Desde la Coordinadora Docente expresan su preocupación por los salarios del sector
Desde el gremio advirtieron que los aumentos en las tarifas y la inflación impactan en los sueldos docentes.

La Coordinadora Docente difundió un comunicado donde plantean la situación económica de los trabajadores docentes desde marzo de 2025 y enero de 2026. Sostienen que existe una pérdida del poder adquisitivo.
Como primer punto, expresaron: "Para un docente chaqueño que no ha recibido aumentos desde mayo de 2025, luego de la eliminación de la Cláusula Gatillo, el impacto es crítico debido a la pérdida drástica de poder adquisitivo frente a una inflación que, aunque haya desacelerado respecto a años anteriores, sigue acumulando cifras de dos dígitos cada mes. Esto se traduce, en la realidad económica del trabajador, como un congelamiento salarial".
Seguidamente, señalaron la existencia de aumentos en tarifas de servicios esenciales. En el caso de SAMEEP, plantearon que hay un "incremento acumulado de 150%" y que en el caso de SECHEEP mencionaron una "suba de entre 45% y 60%". A esto sumaron el rubro de salud y medicamentos, combustibles, el transporte y otros servicios como internet, Tv por Cable y Telefonía Móvil. Sobre estos últimos, sostuvieron que "Desde que se desreguló el mercado, las empresas aplican subas mensuales que suelen acompañar (o superar) el Índice de Precios al Consumidor (IPC)".

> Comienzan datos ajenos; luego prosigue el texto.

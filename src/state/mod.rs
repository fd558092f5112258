//! State registry
//!
//! - `SleepState`: the ordered set of system sleep states
//! - `StateRegistry`: which of them this platform supports, plus the
//!   text decoder and the `state` attribute rendering
//! - `TestLevel`: the `pm_test` debug levels

mod registry;
mod sleep_state;
mod test_level;

pub use registry::{trim_request, StateRegistry};
pub use sleep_state::{Decoded, SleepState};
pub use test_level::TestLevel;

En otro apartado, hicieron referencia a la "Tecnología digital y trabajo", donde plantearon: "El Gobierno sigue profundizando la digitalización de la gestión (plataformas administrativas, carga de planillas y reclamos online) y las exigencias pedagógicas (uso de TIC y apps). Esto genera impactos directos en el bolsillo del docente".

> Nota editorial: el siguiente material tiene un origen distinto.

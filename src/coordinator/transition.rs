//! Lock, decode, dispatch, record
//!
//! `TransitionCore` owns every piece of state a transition touches and is
//! shared between the caller-facing coordinator and the suspend worker
//! thread. `enter_state` is the complete sequence for one `state` write;
//! whichever thread runs it holds the global sleep lock from decode to
//! result recording.

use std::sync::atomic::{AtomicBool, AtomicU32, Ordering};
use std::sync::{Arc, Mutex, MutexGuard, PoisonError};
use std::time::Duration;

use uuid::Uuid;

use crate::autosleep::WakelockRegistry;
use crate::config::PmConfig;
use crate::engine::{HibernationEngine, SuspendEngine, TransitionContext};
use crate::errors::{PmError, PmResult};
use crate::notifier::NotifierChain;
use crate::observability::{log_event_with_fields, Event, MetricsRegistry, ObservationScope};
use crate::state::{trim_request, Decoded, SleepState, StateRegistry};
use crate::stats::SuspendStats;
use crate::wakeup::{WakeupCountGuard, WakeupSource};

use super::lock::{SleepLock, TransitionGuard};

/// Shared coordinator state.
pub struct TransitionCore {
    pub(super) registry: StateRegistry,
    pub(super) lock: SleepLock,
    pub(super) wakeup: WakeupCountGuard,
    pub(super) notifiers: NotifierChain,
    pub(super) wakelocks: WakelockRegistry,
    pub(super) stats: Mutex<SuspendStats>,
    pub(super) metrics: MetricsRegistry,
    suspend: Arc<dyn SuspendEngine>,
    hibernation: Option<Arc<dyn HibernationEngine>>,
    pub(super) pm_async: AtomicBool,
    pub(super) pm_trace: AtomicBool,
    /// Device blamed by the last traced failure.
    trace_match: Mutex<Option<String>>,
    pub(super) freeze_timeout_ms: AtomicU32,
}

impl TransitionCore {
    pub(super) fn new(
        config: &PmConfig,
        suspend: Arc<dyn SuspendEngine>,
        hibernation: Option<Arc<dyn HibernationEngine>>,
        wakeup: Arc<dyn WakeupSource>,
    ) -> Self {
        let hibernation = hibernation.filter(|_| config.hibernation);
        Self {
            registry: config.state_registry(hibernation.is_some()),
            lock: SleepLock::new(),
            wakeup: WakeupCountGuard::new(wakeup),
            notifiers: NotifierChain::new(),
            wakelocks: WakelockRegistry::new(),
            stats: Mutex::new(SuspendStats::new(config.failure_record_depth)),
            metrics: MetricsRegistry::new(),
            suspend,
            hibernation,
            pm_async: AtomicBool::new(config.pm_async),
            pm_trace: AtomicBool::new(false),
            trace_match: Mutex::new(None),
            freeze_timeout_ms: AtomicU32::new(config.freeze_timeout_ms),
        }
    }

    pub(super) fn stats(&self) -> MutexGuard<'_, SuspendStats> {
        self.stats.lock().unwrap_or_else(PoisonError::into_inner)
    }

    pub(super) fn trace_match(&self) -> MutexGuard<'_, Option<String>> {
        self.trace_match.lock().unwrap_or_else(PoisonError::into_inner)
    }

    /// Handle one `state` write: claim the lock, decode, dispatch, record.
    ///
    /// Returns the number of bytes consumed.
    pub fn enter_state(&self, input: &[u8], request_id: Uuid) -> PmResult<usize> {
        self.metrics.increment_transitions_requested();
        let request_text = String::from_utf8_lossy(trim_request(input)).into_owned();
        let request_id_text = request_id.to_string();

        let guard = match self.lock.acquire() {
            Ok(guard) => guard,
            Err(e) => {
                self.metrics.increment_busy_rejections();
                log_event_with_fields(
                    Event::TransitionBusy,
                    &[("request", &request_text), ("request_id", &request_id_text)],
                );
                return Err(e);
            }
        };

        if guard.autosleep_target().is_sleep() {
            self.metrics.increment_busy_rejections();
            log_event_with_fields(
                Event::TransitionBusy,
                &[
                    ("autosleep", &guard.autosleep_target().to_string()),
                    ("request", &request_text),
                    ("request_id", &request_id_text),
                ],
            );
            return Err(PmError::Busy);
        }

        let state = match self.registry.decode(input) {
            Decoded::Sleep(state) => state,
            Decoded::ExplicitOn | Decoded::ParseFailure => {
                self.metrics.increment_invalid_requests();
                log_event_with_fields(
                    Event::TransitionInvalid,
                    &[("request", &request_text), ("request_id", &request_id_text)],
                );
                return Err(PmError::invalid(format!(
                    "'{}' is not an available sleep state",
                    request_text
                )));
            }
        };

        self.dispatch(&guard, state, request_id)?;
        Ok(input.len())
    }

    /// Run `state` on its engine and record the outcome.
    ///
    /// The caller holds `guard`; the coordinator reports `state` as current
    /// until the guard is dropped.
    pub(super) fn dispatch(
        &self,
        guard: &TransitionGuard<'_>,
        state: SleepState,
        request_id: Uuid,
    ) -> PmResult<()> {
        guard.enter(state);
        let scope = ObservationScope::with_fields(
            "SLEEP_TRANSITION",
            vec![
                ("request_id", request_id.to_string()),
                ("state", state.to_string()),
                ("test_level", guard.test_level().to_string()),
            ],
        );

        let ctx = TransitionContext {
            request_id,
            notifiers: &self.notifiers,
            wakeup: &self.wakeup,
            test_level: guard.test_level(),
            async_devices: self.pm_async.load(Ordering::Relaxed),
            freeze_timeout: Duration::from_millis(u64::from(
                self.freeze_timeout_ms.load(Ordering::Relaxed),
            )),
            trace: self.pm_trace.load(Ordering::Relaxed),
        };

        let result = match (state, &self.hibernation) {
            (SleepState::Hibernate, Some(engine)) => engine.hibernate(&ctx),
            (SleepState::Hibernate, None) | (SleepState::On, _) => {
                scope.fail("state has no engine");
                return Err(PmError::invalid(format!("'{}' cannot be entered", state)));
            }
            (suspend_state, _) => self.suspend.suspend(suspend_state, &ctx),
        };

        match result {
            Ok(()) => {
                self.stats().record_success();
                self.metrics.increment_transitions_succeeded();
                scope.complete();
                Ok(())
            }
            Err(failure) => {
                self.stats().record_failure(&failure);
                if ctx.trace {
                    if let Some(device) = &failure.device {
                        *self.trace_match() = Some(device.clone());
                    }
                }
                self.metrics.increment_transitions_failed();
                let reason = format!(
                    "code {} during {} (device: {})",
                    failure.code,
                    failure.phase,
                    failure.device.as_deref().unwrap_or("none")
                );
                scope.fail(&reason);
                Err(PmError::Delegate(failure))
            }
        }
    }
}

Al respecto, el documento también menciona que "la adaptación de contenidos digitales y la respuesta a requerimientos administrativos fuera del horario escolar representan una extensión de la jornada laboral que no se traduce en horas extras ni en remuneración por conectividad".
De la misma forma, el escrito plantea que "el Estado nos exige ser docentes del siglo XXI, usar apps innovadoras y cargar todo en plataformas online, pero la conexión y el celular los pagamos nosotros. Estamos subsidiando al Ministerio con nuestro propio internet, robándole tiempo a nuestras familias para cumplir con una burocracia digital que no reconoce el costo de estar conectados 24/7".

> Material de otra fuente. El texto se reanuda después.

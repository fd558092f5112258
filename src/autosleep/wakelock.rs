//! Named wakelocks
//!
//! A wakelock keeps autosleep from starting a transition while it is held.
//! Explicit `state` writes ignore wakelocks entirely.

use std::collections::{BTreeMap, BTreeSet};
use std::sync::{Mutex, MutexGuard, PoisonError};
use std::time::{Duration, Instant};

use crate::errors::{PmError, PmResult};
use crate::state::trim_request;

/// A parsed `wake_lock` write: `name` or `name timeout_ns`.
#[derive(Debug, Clone, PartialEq, Eq)]
pub struct WakelockRequest {
    pub name: String,
    pub timeout: Option<Duration>,
}

impl WakelockRequest {
    pub fn parse(input: &[u8]) -> PmResult<Self> {
        let text = std::str::from_utf8(trim_request(input))
            .map_err(|_| PmError::invalid("wakelock name is not UTF-8"))?;
        let mut parts = text.split_whitespace();
        let name = parts
            .next()
            .ok_or_else(|| PmError::invalid("empty wakelock name"))?
            .to_string();
        let timeout = match parts.next() {
            Some(ns) => Some(Duration::from_nanos(ns.parse::<u64>().map_err(|_| {
                PmError::invalid(format!("invalid wakelock timeout '{}'", ns))
            })?)),
            None => None,
        };
        if parts.next().is_some() {
            return Err(PmError::invalid("trailing data after wakelock timeout"));
        }
        Ok(Self { name, timeout })
    }
}

#[derive(Debug, Default)]
struct Holds {
    /// Active holds and their optional expiry.
    active: BTreeMap<String, Option<Instant>>,
    inactive: BTreeSet<String>,
}

impl Holds {
    fn expire(&mut self, now: Instant) {
        let expired: Vec<String> = self
            .active
            .iter()
            .filter(|(_, deadline)| deadline.map(|d| d <= now).unwrap_or(false))
            .map(|(name, _)| name.clone())
            .collect();
        for name in expired {
            self.active.remove(&name);
            self.inactive.insert(name);
        }
    }
}

/// Registry of user-space wakelocks.
#[derive(Debug, Default)]
pub struct WakelockRegistry {
    holds: Mutex<Holds>,
}

impl WakelockRegistry {
    pub fn new() -> Self {
        Self::default()
    }

    fn holds(&self) -> MutexGuard<'_, Holds> {
        let mut holds = self.holds.lock().unwrap_or_else(PoisonError::into_inner);
        holds.expire(Instant::now());
        holds
    }

    /// Activate `request.name`, re-arming its timeout if already held.
    pub fn acquire(&self, request: &WakelockRequest) {
        let deadline = request.timeout.map(|t| Instant::now() + t);
        let mut holds = self.holds();
        holds.inactive.remove(&request.name);
        holds.active.insert(request.name.clone(), deadline);
    }

    /// Release an active hold.
    pub fn release(&self, name: &str) -> PmResult<()> {
        let mut holds = self.holds();
        if holds.active.remove(name).is_none() {
            return Err(PmError::invalid(format!("wakelock '{}' is not held", name)));
        }
        holds.inactive.insert(name.to_string());
        Ok(())
    }

    /// Active hold names, sorted.
    pub fn active(&self) -> Vec<String> {
        self.holds().active.keys().cloned().collect()
    }

    /// Released or expired hold names, sorted.
    pub fn inactive(&self) -> Vec<String> {
        self.holds().inactive.iter().cloned().collect()
    }
}

/// Space-separated names, newline terminated.
pub fn show_names(names: &[String]) -> String {
    let mut out = names.join(" ");
    out.push('\n');
    out
}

A modo de cierre, la Coordinadora Docente sostiene que "como el sueldo es el mismo desde mayo de 2025 a la fecha, es claro que se ha achicado en términos reales" y que "el docente ha pasado de tener una pequeña garantía de empatarle a la inflación (mecanismo de cláusula gatillo) a entrar en una situación de endeudamiento o privación de consumos básicoS. La falta de actualización frente a servicios que subieron y siguen subiendo lo coloca técnicamente bajo la línea de pobreza, si no cuenta con otros ingresos en el hogar".
También, el documento expone que "en lugar de garantizar un sueldo digno que acompañe el costo de vida, el Estado retiene la actualización salarial para equilibrar las cuentas públicas, empujando al docente bajo la línea de pobreza para sostener la rentabilidad de las empresas de servicios".
Por último, expresaron: "Se produce una inversión de la carga de sostenimiento: el trabajador docente ya no solo aporta su fuerza de trabajo y conocimiento, sino que invierte una porción creciente de su sueldo estático para obtener los insumos básicos (conectividad, movilidad, salud y tecnología) que el Estado, como empleador y garante del derecho a la educación, tiene la obligación legal de suministrar".